Crudo means uncooked, so basically this is a pasta dish with some chopped up tomatoes. Quick and easy to make, but the quality of the ingredients is all the more important.  Do use the best quality artisanal pasta available (Latini or Martelli are good examples).  This pasta is rougher on the surface so that the sauce clings better to the spaghetti strands. Finding good tomatoes is getting easier nowadays.  Buy them on the vine and store them for a few days on a window sill (never in the fridge of course). A delicate olive oil from Liguria made from the Taggiasca olives would be a perfect match.

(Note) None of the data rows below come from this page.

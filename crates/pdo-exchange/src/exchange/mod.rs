// crates/pdo-exchange/src/exchange/mod.rs
//! The cyclic exchange engine: control surface on the caller's side, one
//! dedicated exchange thread while running.

mod cycle;
pub(crate) mod outputs;
pub(crate) mod state;
pub(crate) mod stats;
pub mod watchdog;

pub use state::EngineState;
pub use stats::EngineStats;
pub use watchdog::WatchdogState;

use crate::config::EngineConfig;
use crate::distribution::{Distributor, Subscription};
use crate::fault::{Fault, FaultRelay};
use crate::hal::ProcessDataTransport;
use crate::log::{EngineLogContext, ctx_debug, ctx_error, ctx_info};
use crate::od::{Dictionary, Value, ValueError};
use crate::pdo::{FrameLayout, FrameLimits, MappingTable, PdoError};
use crate::poller::Poller;
use crate::types::{Direction, RegisterId};
use core::ops::Range;
use core::time::Duration;
use crossbeam_channel::Sender;
use cycle::{CyclicLoop, LoopShared, LoopTiming};
use outputs::OutputStage;
use state::StateCell;
use stats::LoopStats;
use std::sync::Arc;
use std::thread::{self, JoinHandle};

/// A started exchange thread.
struct RunHandle<T> {
    thread: JoinHandle<T>,
    stop_tx: Sender<()>,
    relay: Arc<FaultRelay>,
}

/// Exchanges a fixed set of mapped registers with one device at a fixed
/// rate and distributes every received sample to the attached pollers.
///
/// The engine is `Idle` until [`start`](Self::start) succeeds. While it runs,
/// the transport lives on the exchange thread and the mapping is frozen.
/// [`stop`](Self::stop) joins the thread and hands the transport back.
pub struct CyclicEngine<T, D>
where
    T: ProcessDataTransport + 'static,
    D: Dictionary + 'static,
{
    config: EngineConfig,
    transport: Option<T>,
    dictionary: Arc<D>,
    mapping: MappingTable,
    layout: Arc<FrameLayout>,
    state: Arc<StateCell>,
    stats: Arc<LoopStats>,
    outputs: Arc<OutputStage>,
    distributor: Arc<Distributor>,
    run: Option<RunHandle<T>>,
    last_fault: Option<Fault>,
    log: EngineLogContext,
}

impl<T, D> CyclicEngine<T, D>
where
    T: ProcessDataTransport + 'static,
    D: Dictionary + 'static,
{
    pub fn new(transport: T, dictionary: D) -> Self {
        Self::with_config(transport, dictionary, EngineConfig::default())
    }

    pub fn with_config(transport: T, dictionary: D, config: EngineConfig) -> Self {
        let limits = FrameLimits::new(
            transport.max_frame_bytes(Direction::Input),
            transport.max_frame_bytes(Direction::Output),
        );
        let state = Arc::new(StateCell::default());
        let stats = Arc::new(LoopStats::default());
        let distributor = Arc::new(Distributor::new(
            config.queue_capacity,
            Arc::clone(&state),
            Arc::clone(&stats),
        ));
        let log = EngineLogContext::new(&config.name, "engine");
        ctx_debug!(
            log,
            "Engine created: frame limits {} input bytes, {} output bytes",
            limits.max_input_bytes,
            limits.max_output_bytes
        );
        Self {
            config,
            transport: Some(transport),
            dictionary: Arc::new(dictionary),
            mapping: MappingTable::new(limits),
            layout: Arc::default(),
            state,
            stats,
            outputs: Arc::default(),
            distributor,
            run: None,
            last_fault: None,
            log,
        }
    }

    // --- Queries ---

    pub fn state(&self) -> EngineState {
        self.state.get()
    }

    /// `true` while the exchange thread is cycling.
    pub fn is_active(&self) -> bool {
        matches!(self.state(), EngineState::Starting | EngineState::Running)
    }

    pub fn config(&self) -> &EngineConfig {
        &self.config
    }

    pub fn mapping(&self) -> &MappingTable {
        &self.mapping
    }

    /// The layout derived from the current mapping.
    pub fn layout(&self) -> &FrameLayout {
        &self.layout
    }

    pub fn dictionary(&self) -> &D {
        &self.dictionary
    }

    /// Counters of the current run, or of the last one once stopped.
    pub fn stats(&self) -> EngineStats {
        self.stats.snapshot()
    }

    /// The fault of the current run, or of the last one once stopped.
    pub fn fault(&self) -> Option<Fault> {
        match &self.run {
            Some(run) => run.relay.fault().cloned(),
            None => self.last_fault.clone(),
        }
    }

    /// The transport, while no exchange thread owns it.
    pub fn transport(&self) -> Option<&T> {
        self.transport.as_ref()
    }

    pub fn transport_mut(&mut self) -> Option<&mut T> {
        self.transport.as_mut()
    }

    /// Current content of the staged output image.
    pub fn output_image(&self) -> Vec<u8> {
        self.outputs.snapshot()
    }

    // --- Mapping ---

    /// Appends one register to the mapping.
    ///
    /// Existing pollers are detached, since their sample positions refer to
    /// the previous layout.
    pub fn add_register(
        &mut self,
        register: RegisterId,
        direction: Direction,
    ) -> Result<(), PdoError> {
        self.mapping
            .add_register(self.dictionary.as_ref(), register, direction)?;
        self.mapping_changed();
        Ok(())
    }

    /// Removes every mapped register.
    pub fn clear_mapping(&mut self) -> Result<(), PdoError> {
        self.mapping.clear()?;
        self.mapping_changed();
        Ok(())
    }

    /// Replaces the whole mapping. On error the previous mapping is kept.
    pub fn configure_mapping<I>(&mut self, registers: I) -> Result<(), PdoError>
    where
        I: IntoIterator<Item = (RegisterId, Direction)>,
    {
        let mut table = MappingTable::new(self.mapping.limits());
        for (register, direction) in registers {
            table.add_register(self.dictionary.as_ref(), register, direction)?;
        }
        if self.mapping.is_locked() {
            return Err(PdoError::AlreadyRunning);
        }
        self.mapping = table;
        self.mapping_changed();
        Ok(())
    }

    fn mapping_changed(&mut self) {
        self.layout = Arc::new(self.mapping.build_layout());
        self.outputs.resize(self.layout.output_bytes());
        let detached = self.distributor.close_all();
        ctx_debug!(
            self.log,
            "Mapping changed: {} registers, {} input bytes, {} output bytes, {} subscriptions detached",
            self.mapping.len(),
            self.layout.input_bytes(),
            self.layout.output_bytes(),
            detached
        );
    }

    // --- Data ---

    /// Stages `value` for an output register. It is written at the start of
    /// the next cycle, or of the first cycle if the engine is idle.
    pub fn set_output(&self, register: &RegisterId, value: &Value) -> Result<(), PdoError> {
        self.set_outputs([(register, value)])
    }

    /// Stages several output values so that they reach the device in the
    /// same cycle. Nothing is staged if any of them fails to encode.
    pub fn set_outputs<'a, I>(&self, values: I) -> Result<(), PdoError>
    where
        I: IntoIterator<Item = (&'a RegisterId, &'a Value)>,
    {
        let encoded = values
            .into_iter()
            .map(|(register, value)| self.encode_output(register, value))
            .collect::<Result<Vec<_>, _>>()?;
        self.outputs.stage(
            encoded
                .iter()
                .map(|(range, bytes)| (range.clone(), bytes.as_slice())),
        );
        Ok(())
    }

    fn encode_output(
        &self,
        register: &RegisterId,
        value: &Value,
    ) -> Result<(Range<usize>, Vec<u8>), PdoError> {
        let entry = self
            .layout
            .output_entry(register)
            .ok_or_else(|| PdoError::RegisterNotMapped {
                register: register.clone(),
                direction: Direction::Output,
            })?;
        let bytes = self.dictionary.encode(register, value)?;
        if bytes.len() != entry.size {
            return Err(ValueError::LengthMismatch {
                expected: entry.size,
                actual: bytes.len(),
            }
            .into());
        }
        Ok((entry.range(), bytes))
    }

    /// Attaches a raw subscription receiving every input value.
    pub fn subscribe(&self) -> Result<Subscription, PdoError> {
        self.distributor.subscribe()
    }

    /// Detaches a subscription. Dropping it has the same effect.
    pub fn unsubscribe(&self, subscription: Subscription) {
        self.distributor.unsubscribe(subscription);
    }

    /// Number of attached subscriptions, pollers included.
    pub fn subscriber_count(&self) -> usize {
        self.distributor.subscriber_count()
    }

    /// Creates a poller for some of the mapped input registers.
    pub fn poller_for(&self, registers: &[RegisterId]) -> Result<Poller, PdoError> {
        let subscription = self.distributor.subscribe()?;
        Poller::new(registers, &self.layout, subscription)
    }

    // --- Control ---

    /// Starts the exchange with a watchdog timeout derived from `period`.
    pub fn start_with_default_watchdog(&mut self, period: Duration) -> Result<(), PdoError> {
        let watchdog = self.config.derived_watchdog(period);
        self.start(period, watchdog)
    }

    /// Brings the device into operational state and starts cycling every
    /// `period`.
    ///
    /// On error the engine stays `Idle`.
    pub fn start(&mut self, period: Duration, watchdog_timeout: Duration) -> Result<(), PdoError> {
        if period < self.config.minimum_period {
            return Err(PdoError::InvalidPeriod {
                period,
                minimum: self.config.minimum_period,
            });
        }
        if watchdog_timeout.is_zero() || watchdog_timeout < period {
            return Err(PdoError::InvalidWatchdogConfig(format!(
                "timeout {:?} is shorter than the period {:?}",
                watchdog_timeout, period
            )));
        }
        if self.run.is_some() || self.state() != EngineState::Idle {
            return Err(PdoError::AlreadyRunning);
        }
        if self.layout.is_empty() {
            return Err(PdoError::EmptyMapping);
        }
        let Some(mut transport) = self.transport.take() else {
            return Err(PdoError::TransportUnavailable);
        };

        self.state.set(EngineState::Starting);
        if let Err(e) = transport.configure_watchdog(watchdog_timeout) {
            self.transport = Some(transport);
            self.state.set(EngineState::Idle);
            return Err(PdoError::InvalidWatchdogConfig(e.to_string()));
        }
        if let Err(e) = transport
            .apply_mapping(&self.layout)
            .and_then(|()| transport.set_operational(true))
        {
            ctx_error!(self.log, "Device did not enter operational state: {}", e);
            self.transport = Some(transport);
            self.state.set(EngineState::Idle);
            return Err(PdoError::DeviceTransitionFailed(e));
        }

        self.mapping.set_locked(true);
        self.outputs.mark_dirty();
        self.stats.reset();
        self.last_fault = None;

        let relay = Arc::new(FaultRelay::new(
            Arc::clone(&self.distributor),
            EngineLogContext::new(&self.config.name, "relay"),
        ));
        let (stop_tx, stop_rx) = crossbeam_channel::bounded(1);
        let cycle_loop = CyclicLoop {
            transport,
            dictionary: Arc::clone(&self.dictionary),
            layout: Arc::clone(&self.layout),
            timing: LoopTiming {
                period,
                watchdog: watchdog_timeout,
                spin_threshold: self.config.spin_threshold,
            },
            shared: LoopShared {
                state: Arc::clone(&self.state),
                stats: Arc::clone(&self.stats),
                outputs: Arc::clone(&self.outputs),
                distributor: Arc::clone(&self.distributor),
                relay: Arc::clone(&relay),
            },
            stop_rx,
            log: EngineLogContext::new(&self.config.name, "loop"),
        };

        // Running before the thread exists, so a fault on the first cycle
        // can move the engine to Faulted.
        self.state.set(EngineState::Running);
        let spawned = thread::Builder::new()
            .name(format!("{}-exchange", self.config.name))
            .spawn(move || cycle_loop.run());
        match spawned {
            Ok(thread) => {
                self.run = Some(RunHandle {
                    thread,
                    stop_tx,
                    relay,
                });
                ctx_info!(
                    self.log,
                    "Exchange running: period {:?}, watchdog {:?}",
                    period,
                    watchdog_timeout
                );
                Ok(())
            }
            Err(e) => {
                // The transport went down with the closure.
                ctx_error!(self.log, "Could not spawn the exchange thread: {}", e);
                self.mapping.set_locked(false);
                self.state.set(EngineState::Idle);
                Err(PdoError::Spawn(e.to_string()))
            }
        }
    }

    /// Ends the exchange after the current cycle and waits for the thread.
    ///
    /// Every subscription is detached; pollers keep what they had buffered
    /// and any fault. Calling `stop` on an idle engine does nothing.
    pub fn stop(&mut self) -> Result<(), PdoError> {
        let Some(run) = self.run.take() else {
            return Ok(());
        };
        self.state.set(EngineState::Stopping);
        // The loop may have exited on a fault and dropped its receiver.
        let _ = run.stop_tx.try_send(());
        let joined = run.thread.join();

        self.distributor.close_all();
        self.mapping.set_locked(false);
        self.last_fault = run.relay.fault().cloned();
        self.state.set(EngineState::Idle);

        match joined {
            Ok(transport) => {
                self.transport = Some(transport);
                ctx_info!(self.log, "Exchange stopped");
                Ok(())
            }
            Err(_) => {
                ctx_error!(self.log, "Exchange thread panicked, transport lost");
                Err(PdoError::TransportUnavailable)
            }
        }
    }
}

impl<T, D> Drop for CyclicEngine<T, D>
where
    T: ProcessDataTransport + 'static,
    D: Dictionary + 'static,
{
    fn drop(&mut self) {
        let _ = self.stop();
    }
}

impl<T, D> core::fmt::Debug for CyclicEngine<T, D>
where
    T: ProcessDataTransport + 'static,
    D: Dictionary + 'static,
{
    fn fmt(&self, f: &mut core::fmt::Formatter<'_>) -> core::fmt::Result {
        f.debug_struct("CyclicEngine")
            .field("name", &self.config.name)
            .field("state", &self.state())
            .field("mapping", &self.mapping)
            .field("fault", &self.fault())
            .finish()
    }
}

Obviously variations on this simple idea are plentiful: add some garlic, or peperoncino, olives or diced mozzarella and so on.  I would recommend to stick to the original though.

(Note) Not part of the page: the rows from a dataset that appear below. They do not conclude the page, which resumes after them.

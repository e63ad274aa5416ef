// crates/pdo-exchange/src/exchange/outputs.rs
use core::ops::Range;
use std::sync::{Mutex, MutexGuard, PoisonError};

#[derive(Debug, Default)]
struct OutputImage {
    bytes: Vec<u8>,
    dirty: bool,
}

/// Output image staged by callers and written by the exchange thread at the
/// start of a cycle.
///
/// The lock is held only to copy bytes, so a cycle always writes an image
/// that contains either all or none of a caller's update.
#[derive(Debug, Default)]
pub(crate) struct OutputStage {
    image: Mutex<OutputImage>,
}

impl OutputStage {
    fn lock(&self) -> MutexGuard<'_, OutputImage> {
        self.image.lock().unwrap_or_else(PoisonError::into_inner)
    }

    /// Resizes the image for a new layout. Existing bytes are kept where they fit.
    pub(crate) fn resize(&self, len: usize) {
        let mut image = self.lock();
        image.bytes.resize(len, 0);
        image.dirty = true;
    }

    /// Forces the next cycle to write the whole image.
    pub(crate) fn mark_dirty(&self) {
        self.lock().dirty = true;
    }

    /// Copies each `(range, bytes)` pair into the image under one lock.
    ///
    /// The image only becomes pending if a byte actually changed.
    pub(crate) fn stage<'a>(&self, updates: impl IntoIterator<Item = (Range<usize>, &'a [u8])>) {
        let mut image = self.lock();
        let mut changed = false;
        for (range, bytes) in updates {
            match image.bytes.get_mut(range) {
                Some(target) if target.len() == bytes.len() && target != bytes => {
                    target.copy_from_slice(bytes);
                    changed = true;
                }
                _ => {}
            }
        }
        image.dirty |= changed;
    }

    /// Copies the image into `buffer` if it changed since the last call.
    pub(crate) fn take_pending(&self, buffer: &mut Vec<u8>) -> bool {
        let mut image = self.lock();
        if !image.dirty {
            return false;
        }
        buffer.clear();
        buffer.extend_from_slice(&image.bytes);
        image.dirty = false;
        true
    }

    pub(crate) fn snapshot(&self) -> Vec<u8> {
        self.lock().bytes.clone()
    }
}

  • 300 g spaghetti, of the best possible, artisanal quality
  • 3 tomatoes
  • 2 tablespoons extra vergin olive oil
  • fresh basil leaves,torn
  • salt and black pepper

Remove the hard core and the seeds of the tomatoes and chop them up. Put them in a large bowl, add 1 tablespoon of olive oil, the basil, and season with salt and pepper.  Let marinate for at least one hour (not in the fridge).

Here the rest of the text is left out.